A good many companies are working in the Hamilton district; but thus far the developments have not been of much importance, as no shaft of any considerable depth has been sunk, and no permanent lode has been discovered. There is but little doubt that the mines in this county are located on portions of the great cupriferous belt referred to in the introductory remarks to this report as passing through the State; but the shifting and dislocation to which it has been subjected since its formation have so broken it up that it is exceedingly

doubtful whether any permanent mine will be discovered in the southern district of this county. Some activity has been imparted to this district during the past year by the erection of several smelting furnaces on a small scale, which, operating on the silicates, oxides, and carbonates of the metal, which are found in great abundance for miles around, make large quantities of regulus and black copper from 60 per cent. to 96 per cent. of fineness. The owners of these furnaces pay a fair price of all the ores of a suitable character the miners can bring. This will account for the activity in the district and for the shallowness of the explorations, as the ores cease to be of the class required at a few feet below the surface.

One of these furnaces has been erected on James's ranch, and another, about six miles distant, on the border of Fresno county, at Buchanan Hollow. From this latter place about one hundred and fifty tons of copper, in bars ranging from 80 per cent. to 96 per cent. of metal, have been exported from San Francisco to New York by Coffee & Risdon, the proprietors of the works.

The furnaces at James's ranch are constructed on the French plan, introduced on this coast, on the Queen of Bronze mine, in Oregon, by M. De Hierry, a French metallurgist of considerable ability. They are capable of operating on about eight tons of ore in twenty-four hours. The class of ores operated on have averaged about 12 per cent., the greater portion of which has been obtained from the Green Mountain and Lone Tree mines, near the works.

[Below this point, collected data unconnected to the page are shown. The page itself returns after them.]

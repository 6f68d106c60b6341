//! HeightIndex - O(log n) stacked offsets via a Fenwick tree
//!
//! The headless surface stacks a root's children vertically. Resizing one child
//! shifts every later sibling, so offsets are kept as prefix sums rather than
//! stored per child.
//!
//! Heights are in layout units (1/64 px) so fractional intrinsic sizes stack
//! exactly.
//!
//! # Complexity
//!
//! - `set`: O(log n)
//! - `offset_of` / `prefix_sum`: O(log n)
//! - `lower_bound`: O(log² n)
//! - `push`: O(log n) amortized (rebuild on growth)
//! - `remove`: O(n)

/// Layout units per CSS pixel.
pub const UNITS_PER_PX: f64 = 64.0;

/// Convert pixels to layout units, rounding to the nearest unit.
pub fn to_units(px: f64) -> isize {
    if px.is_finite() {
        (px * UNITS_PER_PX).round() as isize
    } else {
        0
    }
}

/// Convert layout units back to pixels.
pub fn to_px(units: isize) -> f64 {
    units as f64 / UNITS_PER_PX
}

/// Fenwick tree over child heights with a raw copy for O(1) reads.
#[derive(Debug, Clone, Default)]
pub struct HeightIndex {
    /// Fenwick storage (0-indexed API over the crate's 1-indexed layout).
    tree: Vec<isize>,
    /// Raw heights, one per child.
    heights: Vec<isize>,
}

impl HeightIndex {
    /// Creates an empty index with room for `capacity` children.
    ///
    /// # Examples
    ///
    /// ```
    /// # use sightline::host::height_index::HeightIndex;
    /// let index = HeightIndex::new(16);
    /// assert!(index.is_empty());
    /// assert_eq!(index.total(), 0);
    /// ```
    pub fn new(capacity: usize) -> Self {
        Self {
            tree: vec![0; capacity],
            heights: Vec::with_capacity(capacity),
        }
    }

    /// Number of children.
    pub fn len(&self) -> usize {
        self.heights.len()
    }

    /// Whether the index has no children.
    pub fn is_empty(&self) -> bool {
        self.heights.is_empty()
    }

    /// Height of child `index`.
    ///
    /// # Panics
    ///
    /// Panics if `index >= len()`.
    pub fn height(&self, index: usize) -> isize {
        self.heights[index]
    }

    /// Appends a child.
    ///
    /// Fenwick nodes past the old capacity would miss earlier contributions,
    /// so growth rebuilds the tree from the raw heights.
    ///
    /// # Examples
    ///
    /// ```
    /// # use sightline::host::height_index::HeightIndex;
    /// let mut index = HeightIndex::new(1);
    /// for h in [10, 20, 30] {
    ///     index.push(h);
    /// }
    /// assert_eq!(index.total(), 60);
    /// assert_eq!(index.offset_of(2), 30);
    /// ```
    pub fn push(&mut self, height: isize) {
        let idx = self.heights.len();
        self.heights.push(height);
        if idx >= self.tree.len() {
            self.rebuild();
        } else {
            fenwick::array::update(&mut self.tree, idx, height);
        }
    }

    /// Replaces the height of child `index`.
    ///
    /// # Panics
    ///
    /// Panics if `index >= len()`.
    pub fn set(&mut self, index: usize, height: isize) {
        assert!(
            index < self.len(),
            "index {} out of bounds (len: {})",
            index,
            self.len()
        );

        let delta = height - self.heights[index];
        if delta != 0 {
            self.heights[index] = height;
            fenwick::array::update(&mut self.tree, index, delta);
        }
    }

    /// Removes child `index`, shifting later children up.
    ///
    /// # Panics
    ///
    /// Panics if `index >= len()`.
    pub fn remove(&mut self, index: usize) {
        self.heights.remove(index);
        self.rebuild();
    }

    /// Sum of heights of children `0..=index`.
    ///
    /// # Panics
    ///
    /// Panics if `index >= len()`.
    pub fn prefix_sum(&self, index: usize) -> isize {
        assert!(
            index < self.len(),
            "index {} out of bounds (len: {})",
            index,
            self.len()
        );
        fenwick::array::prefix_sum(&self.tree, index)
    }

    /// Top offset of child `index` (sum of the heights before it).
    pub fn offset_of(&self, index: usize) -> isize {
        if index == 0 {
            0
        } else {
            self.prefix_sum(index - 1)
        }
    }

    /// Total stacked height.
    pub fn total(&self) -> isize {
        if self.is_empty() {
            0
        } else {
            self.prefix_sum(self.len() - 1)
        }
    }

    /// First child whose bottom edge lies below `offset`.
    ///
    /// Returns `None` if `offset >= total()` or the index is empty.
    ///
    /// # Examples
    ///
    /// ```
    /// # use sightline::host::height_index::HeightIndex;
    /// let mut index = HeightIndex::new(4);
    /// index.push(10); // [0..10)
    /// index.push(20); // [10..30)
    /// assert_eq!(index.lower_bound(0), Some(0));
    /// assert_eq!(index.lower_bound(10), Some(1));
    /// assert_eq!(index.lower_bound(30), None);
    /// ```
    pub fn lower_bound(&self, offset: isize) -> Option<usize> {
        let mut left = 0;
        let mut right = self.len();

        while left < right {
            let mid = left + (right - left) / 2;
            if self.prefix_sum(mid) > offset {
                right = mid;
            } else {
                left = mid + 1;
            }
        }

        (left < self.len()).then_some(left)
    }

    fn rebuild(&mut self) {
        let capacity = self.tree.len().max(1).max(self.heights.len());
        let capacity = capacity.next_power_of_two();
        self.tree.clear();
        self.tree.resize(capacity, 0);
        for (i, &h) in self.heights.iter().enumerate() {
            if h != 0 {
                fenwick::array::update(&mut self.tree, i, h);
            }
        }
    }
}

The company obtain plenty of pine wood charcoal at $70 to $80 per ton. All the smelting is done with this description of fuel. About a ton of this charcoal is required to produce a ton of marketable regulus. There are about a dozen men employed at each of these works.

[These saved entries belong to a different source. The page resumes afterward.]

//! Deferred list driver.
//!
//! [`DeferredList`] ties one [`MultiplexerScope`] to one scrollable root on a
//! [`HeadlessSurface`] and runs the two-phase frame for its cells:
//!
//! 1. render every cell and push its box style into the host;
//! 2. host commit (layout);
//! 3. `after_commit` on every cell (synchronous measurement);
//! 4. deliver observations; cells whose visibility changed need another frame.

use crate::cell::{CellFrame, CellMode, DeferredContentCell};
use crate::host::HeadlessSurface;
use crate::model::{BoxSize, ElementId, Length, ObservationPolicy, ScopeError};
use crate::observer::MultiplexerScope;
use tracing::{debug, info, warn};

/// Upper bound on frames [`DeferredList::settle`] runs.
pub const MAX_SETTLE_FRAMES: usize = 16;

/// Content that can report the size it renders at.
pub trait CellContent {
    /// Intrinsic size when laid out in `available_width` pixels.
    fn intrinsic_size(&self, available_width: f64) -> BoxSize;
}

impl CellContent for BoxSize {
    fn intrinsic_size(&self, _available_width: f64) -> BoxSize {
        *self
    }
}

/// A vertical list of deferred cells inside one multiplexer scope.
pub struct DeferredList<C> {
    surface: HeadlessSurface,
    root: ElementId,
    scope: MultiplexerScope,
    min_height: Length,
    cells: Vec<DeferredContentCell<C>>,
    /// Items added before the scope was ready.
    pending: Vec<C>,
}

impl<C: CellContent> DeferredList<C> {
    /// Create a list with its own root on `surface`. Nothing renders until
    /// [`mount`](Self::mount).
    pub fn new(
        surface: HeadlessSurface,
        viewport: BoxSize,
        policy: ObservationPolicy,
        min_height: Length,
    ) -> Self {
        let root = surface.create_root(viewport);
        Self {
            surface,
            root,
            scope: MultiplexerScope::new(policy),
            min_height,
            cells: Vec::new(),
            pending: Vec::new(),
        }
    }

    /// Build the multiplexer and mount every queued item.
    ///
    /// # Errors
    ///
    /// [`ScopeError::AlreadyMounted`] when called twice.
    pub fn mount(&mut self) -> Result<(), ScopeError> {
        self.scope.mount(&self.surface, self.root)?;
        let pending = std::mem::take(&mut self.pending);
        let count = pending.len();
        for content in pending {
            self.mount_cell(content);
        }
        info!(root = %self.root, cells = count, "list mounted");
        Ok(())
    }

    /// Append an item. Queued until the scope is ready.
    pub fn push(&mut self, content: C) {
        if self.scope.is_ready() {
            self.mount_cell(content);
        } else {
            self.pending.push(content);
        }
    }

    fn mount_cell(&mut self, content: C) {
        let min_height = self.min_height;
        let Some(mut cell) = self
            .scope
            .render_children(|handle| DeferredContentCell::new(Some(handle), min_height, content))
        else {
            return;
        };
        match self.surface.create_element(self.root) {
            Some(element) => cell.mount(element),
            None => warn!(root = %self.root, "list root is gone; cell left unmounted"),
        }
        self.cells.push(cell);
    }

    /// Remove the item at `index`, returning its content.
    pub fn remove(&mut self, index: usize) -> Option<C> {
        if index >= self.cells.len() {
            return None;
        }
        let mut cell = self.cells.remove(index);
        if let Some(element) = cell.element() {
            cell.unmount();
            self.surface.remove_element(element);
        }
        Some(cell.into_content())
    }

    /// Run one frame. Returns whether another frame is needed.
    pub fn frame(&mut self) -> bool {
        let width = self.viewport().width;
        for cell in &mut self.cells {
            let (element, style, intrinsic) = match cell.render() {
                CellFrame::Placeholder { element, style } => (element, style, None),
                CellFrame::Content {
                    element,
                    style,
                    content,
                } => (element, style, Some(content.intrinsic_size(width))),
            };
            if let Some(element) = element {
                self.surface.apply_style(element, style, intrinsic);
            }
        }

        self.surface.commit();

        let mut pinned = 0;
        for cell in &mut self.cells {
            if cell.after_commit(&self.surface).is_some() {
                pinned += 1;
            }
        }

        let delivered = self.surface.deliver_observations();
        let dirty = self.cells.iter().filter(|c| c.needs_render()).count();
        debug!(root = %self.root, pinned, delivered, dirty, "frame");
        dirty > 0
    }

    /// Run frames until nothing changes, up to [`MAX_SETTLE_FRAMES`].
    ///
    /// Returns the number of frames run.
    pub fn settle(&mut self) -> usize {
        for frames in 1..=MAX_SETTLE_FRAMES {
            if !self.frame() {
                return frames;
            }
        }
        warn!(root = %self.root, "list did not settle");
        MAX_SETTLE_FRAMES
    }

    /// Scroll the list by `delta` pixels.
    pub fn scroll_by(&mut self, delta: f64) {
        self.surface.scroll_by(self.root, delta);
    }

    /// Scroll the list to an absolute offset.
    pub fn scroll_to(&mut self, offset: f64) {
        self.surface.scroll_to(self.root, offset);
    }

    /// Resize the list's viewport.
    pub fn resize(&mut self, viewport: BoxSize) {
        self.surface.set_viewport(self.root, viewport);
    }

    /// Terminate the scope and detach every cell.
    pub fn unmount(&mut self) {
        for cell in &mut self.cells {
            if let Some(element) = cell.element() {
                cell.unmount();
                self.surface.remove_element(element);
            }
        }
        self.scope.unmount();
    }
}

impl<C> DeferredList<C> {
    /// Cells in stacking order.
    pub fn cells(&self) -> &[DeferredContentCell<C>] {
        &self.cells
    }

    /// Number of mounted cells.
    pub fn len(&self) -> usize {
        self.cells.len()
    }

    /// Whether no cell is mounted.
    pub fn is_empty(&self) -> bool {
        self.cells.is_empty()
    }

    /// Number of cells currently rendering content.
    pub fn content_count(&self) -> usize {
        self.cells
            .iter()
            .filter(|c| c.mode() == CellMode::Content)
            .count()
    }

    /// Root element of the list.
    pub fn root(&self) -> ElementId {
        self.root
    }

    /// Host the list renders into.
    pub fn surface(&self) -> &HeadlessSurface {
        &self.surface
    }

    /// The list's scope.
    pub fn scope(&self) -> &MultiplexerScope {
        &self.scope
    }

    /// Current scroll offset.
    pub fn scroll_offset(&self) -> f64 {
        self.surface.scroll_offset(self.root)
    }

    /// Total committed height.
    pub fn scroll_height(&self) -> f64 {
        self.surface.scroll_height(self.root)
    }

    /// Viewport size.
    pub fn viewport(&self) -> BoxSize {
        self.surface.viewport(self.root).unwrap_or(BoxSize::ZERO)
    }
}

#[cfg(test)]
mod tests {
    use super::*;
    use crate::model::Dimension;

    fn list(heights: &[f64]) -> DeferredList<BoxSize> {
        let mut list = DeferredList::new(
            HeadlessSurface::new(),
            BoxSize::new(400.0, 600.0),
            ObservationPolicy::new("0px", [0.0]).unwrap(),
            Length::Px(100.0),
        );
        for h in heights {
            list.push(BoxSize::new(400.0, *h));
        }
        list
    }

    #[test]
    fn items_wait_for_scope() {
        let mut list = list(&[300.0, 300.0]);
        assert!(list.is_empty());

        list.mount().unwrap();
        assert_eq!(list.len(), 2);
    }

    #[test]
    fn first_frames_render_cells_near_viewport() {
        let mut list = list(&[300.0; 20]);
        list.mount().unwrap();

        list.settle();

        // Placeholders are 100px; content grows the first cards to 300px.
        assert!(list.content_count() >= 2);
        assert!(list.content_count() < 20);
        assert_eq!(list.cells()[0].dimensions().height(), Dimension::Px(300));
    }

    #[test]
    fn scrolled_away_cells_keep_their_height() {
        let mut list = list(&[300.0; 20]);
        list.mount().unwrap();
        list.settle();
        let height = |list: &DeferredList<BoxSize>| {
            list.cells()[0]
                .element()
                .and_then(|e| list.surface().element_rect(e))
                .map(|rect| rect.height)
        };
        let before = height(&list);

        list.scroll_by(3_000.0);
        list.settle();

        assert_eq!(list.cells()[0].mode(), CellMode::Placeholder);
        assert_eq!(before, Some(300.0));
        assert_eq!(height(&list), before);
    }

    #[test]
    fn settle_stops_when_quiescent() {
        let mut list = list(&[300.0; 3]);
        list.mount().unwrap();
        list.settle();

        assert_eq!(list.settle(), 1);
    }

    #[test]
    fn remove_unregisters_cell() {
        let mut list = list(&[300.0, 300.0]);
        list.mount().unwrap();
        list.settle();

        let removed = list.remove(0);

        assert_eq!(removed, Some(BoxSize::new(400.0, 300.0)));
        assert_eq!(list.len(), 1);
        assert_eq!(
            list.scope().multiplexer().map(|m| m.registered_count()),
            Some(1)
        );
    }

    #[test]
    fn unmount_detaches_everything() {
        let mut list = list(&[300.0, 300.0]);
        list.mount().unwrap();
        list.settle();

        list.unmount();

        assert!(list.scope().is_terminated());
        assert_eq!(list.surface().live_trackers(), 0);
        assert!(list.cells().iter().all(|c| c.element().is_none()));
    }
}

The furnaces used at Buchanan Hollow are what are known as Haskell's water-lined, a brief description of which will be found under the head of “Processes," &c. They are of about the same capacity as those mentioned above, and consume about the same quantity of the same description of fuel. There are several of this latter description of furnaces in use in this State; one on the Cosumnes mine, in Amador county; another on the La Victoire mine, in Mariposa county, and several others are in an advanced state of construction in various localities.

About six miles south of these smelting works at Buchanan Hollow there are several of the best mines in this county; among them is the Bachman. In the shaft on this mine, at a depth of sixty feet, the lode is ten feet wide, composed of yellow sulphurets, identical in appearance and composition with those found at Copperopolis and Campo Seco, and accompanied with all the characteristics. of the lodes in those districts, and affording many facts to prove a connection in the origin of all of them.

Near the smelting works on James's ranch there is a series of lodes, traceable for about ten miles, and ranging N. 240 W., corresponding very closely with those already noticed in Salt Spring valley. In a shaft sunk on the Dozer lode, one of this series, at a depth of eighty feet it was found to be six feet wide, composed of nearly solid yellow sulphuret. But, as was explained above, the disturbance of the containing rock does not hold out a reasonable hope of the permanence of any body of ore in the district.

Mr. Haskell, the proprietor of the Buchanan lode, has recently sold it and the smelting works above described to a firm at Stockton for $22,000. This will afford a basis on which to estimate the value of the best mines in the district.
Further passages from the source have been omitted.